Justiça do Trabalho determina maior indenização da história do país em caso de exploração laboral; valor será destinado a fundo estadual para erradicação do trabalho análogo à escravidão
Condenação histórica
A Justiça do Trabalho do Pará determinou que a multinacional Volkswagen pague R$ 165 milhões em indenização por dano moral coletivo, em virtude da exploração de trabalhadores em condições análogas à escravidão na Fazenda Vale do Rio Cristalino, também conhecida como Fazenda Volkswagen, em Santana do Araguaia, sudeste do estado. Os abusos ocorreram entre 1974 e 1986, segundo a ação movida pelo Ministério Público do Trabalho (MPT).
O valor será repassado ao Fundo Estadual de Promoção do Trabalho Digno e de Erradicação do Trabalho em Condições Análogas à de Escravo no Pará (Funtrad/PA). A decisão foi publicada na sexta-feira (29/08) e ainda cabe recurso.
Servidão por dívida, violência e submissão
O magistrado responsável pelo caso destacou que “relatórios oficiais, testemunhos de trabalhadores e documentos de órgãos públicos evidenciam que o modelo de produção incluía práticas de servidão por dívida, violência e submissão a condições degradantes, caracterizando o núcleo do trabalho escravo contemporâneo”.
De acordo com o MPT, centenas de trabalhadores foram submetidos a vigilância armada, alojamentos precários, alimentação insuficiente e ausência de assistência médica, sobretudo para aqueles acometidos por malária.
A ação civil pública, ajuizada em dezembro de 2024, se baseou em denúncias da Comissão Pastoral da Terra e em relatório elaborado pelo padre Ricardo Rezende Figueira. O MPT também utilizou inquéritos policiais, ações judiciais, certidões e depoimentos em cartório para comprovar as irregularidades.
Funcionários aliciados e submetidos à exploração
A Fazenda Vale do Rio Cristalino empregava cerca de 300 pessoas, incluindo pessoal administrativo, vigilantes e vaqueiros. As violações de direitos humanos foram concentradas principalmente nos lavradores e peões, responsáveis por derrubar a floresta para transformar a área em pasto.
Muitos eram aliciados em pequenos povoados de Mato Grosso, Goiás e no atual Tocantins por empreiteiros conhecidos como “gatos”. Na chegada à fazenda, uma guarita com seguranças armados controlava a entrada e saída. Os trabalhadores ainda precisavam adquirir utensílios e mantimentos em uma cantina, contraindo dívidas que os impediam de deixar o local, mesmo em caso de doença.

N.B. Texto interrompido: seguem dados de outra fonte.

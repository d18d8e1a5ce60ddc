use config::{ConfigBuilder, ConfigError, builder::DefaultState};

use super::SUPPORTED_PROVIDER;

const DEFAULT_ORG_NAME: &str = "stackroot";
const DEFAULT_NETWORK_INTERFACE: &str = "ens10";
const DEFAULT_SERVERS: u32 = 3;
const DEFAULT_CLIENTS: u32 = 1;
const DEFAULT_VAULT_SERVERS: u32 = 1;
const DEFAULT_CONSUL_VOLUME_SIZE_GB: u32 = 10;
const DEFAULT_TEMPO_BUCKET: &str = "tempo";
const DEFAULT_LOKI_BUCKET: &str = "loki";
const DEFAULT_NODE_WAIT: &str = "10s";
const DEFAULT_VAULT_TOKEN_PERIOD: &str = "72h";
const DEFAULT_KV_MOUNT: &str = "secret";
const DEFAULT_CLOUDFLARE_URL: &str = "https://www.cloudflare.com";

pub(crate) fn apply_defaults(
    builder: ConfigBuilder<DefaultState>,
) -> Result<ConfigBuilder<DefaultState>, ConfigError> {
    builder
        .set_default("org_name", DEFAULT_ORG_NAME)?
        .set_default("cloud_provider_config.provider", SUPPORTED_PROVIDER)?
        .set_default(
            "cloud_provider_config.internal_network_interface_name",
            DEFAULT_NETWORK_INTERFACE,
        )?
        .set_default("cluster_config.servers", DEFAULT_SERVERS)?
        .set_default("cluster_config.clients", DEFAULT_CLIENTS)?
        .set_default("cluster_config.vault_servers", DEFAULT_VAULT_SERVERS)?
        .set_default(
            "cluster_config.consul_volume_size",
            DEFAULT_CONSUL_VOLUME_SIZE_GB,
        )?
        .set_default("cluster_config.separate_consul_servers", false)?
        .set_default("observability_config.tempo_bucket", DEFAULT_TEMPO_BUCKET)?
        .set_default("observability_config.loki_bucket", DEFAULT_LOKI_BUCKET)?
        .set_default("observability_config.multi_instance", false)?
        .set_default("bootstrap.node_wait", DEFAULT_NODE_WAIT)?
        .set_default("bootstrap.vault_token_period", DEFAULT_VAULT_TOKEN_PERIOD)?
        .set_default("bootstrap.kv_mount", DEFAULT_KV_MOUNT)?
        .set_default("bootstrap.cloudflare_url", DEFAULT_CLOUDFLARE_URL)
}
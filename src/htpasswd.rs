//! Basic-auth credentials file for the Consul UI ingress.

use std::path::Path;

use anyhow::{Context, Result};
use bcrypt::{DEFAULT_COST, Version};

use crate::fs_util;

/// Salted bcrypt hash of `password` in the `$2y$` form htpasswd writes.
///
/// # Errors
/// Returns an error if hashing fails.
pub fn bcrypt_hash(password: &str) -> Result<String> {
    let hash = bcrypt::hash_with_result(password, DEFAULT_COST)
        .context("Failed to hash htpasswd password")?;
    Ok(hash.format_for_version(Version::TwoY))
}

/// Sets `user`'s password in the htpasswd file at `path`, keeping every other
/// entry. The file is created with mode 0600 when missing.
///
/// # Errors
/// Returns an error if the file cannot be read or written, or hashing fails.
pub fn set_password(path: &Path, user: &str, password: &str) -> Result<()> {
    let existing = match std::fs::read_to_string(path) {
        Ok(contents) => contents,
        Err(err) if err.kind() == std::io::ErrorKind::NotFound => String::new(),
        Err(err) => {
            return Err(err).with_context(|| format!("Failed to read {}", path.display()));
        }
    };
    let prefix = format!("{user}:");
    let mut lines: Vec<String> = existing
        .lines()
        .filter(|line| !line.trim().is_empty() && !line.starts_with(&prefix))
        .map(str::to_string)
        .collect();
    lines.push(format!("{user}:{}", bcrypt_hash(password)?));
    let mut contents = lines.join("\n");
    contents.push('\n');
    if let Some(dir) = path.parent() {
        fs_util::ensure_secrets_dir(dir)?;
    }
    fs_util::write_private(path, contents)
}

Pedido de desculpas e reparação social
Além da indenização, o MPT requereu que a Volkswagen reconheça publicamente sua responsabilidade e peça desculpas aos trabalhadores afetados e à sociedade.
“Trata-se de uma sentença histórica. A maior condenação por trabalho escravo contemporâneo da história do Brasil, envolvendo uma das maiores empresas do mundo”, afirmou o procurador Rafael Garcia, responsável pelo caso. Segundo ele, a decisão demonstra que a exploração laboral é imprescritível, podendo ser objeto de reparação mesmo décadas após os fatos.
Apoio da ditadura militar ao empreendimento
O projeto agropecuário da Volkswagen recebeu financiamento público da Superintendência do Desenvolvimento da Amazônia (Sudam) durante a ditadura militar (1964-1985). A fazenda ocupava 139 mil hectares e tinha como objetivo a derrubada da vegetação nativa para a criação de gado, alinhada à política de ocupação da Amazônia do governo militar.
Em 2020, a empresa firmou um Termo de Ajustamento de Conduta (TAC) com o MPT e os ministérios públicos Federal e de São Paulo para indenizar ex-trabalhadores perseguidos ou torturados em outro caso relacionado à ditadura, destinando R$ 36,3 milhões.
Posicionamento da Volkswagen
O juiz Otavio Bruno da Silva Ferreira, da Vara do Trabalho de Redenção (PA), afirmou que a empresa “não apenas investiu na Fazenda Vale do Rio Cristalino, como também participou ativamente de sua condução estratégica, beneficiando-se da exploração ilícita da mão de obra”.
Em nota, a Volkswagen declarou que cumpre rigorosamente todas as leis trabalhistas, defende a dignidade humana e discorda da decisão judicial, anunciando que recorrerá. A empresa ressaltou seu compromisso com a responsabilidade social, “intrinsecamente ligada à sua conduta como empregadora e pessoa jurídica”.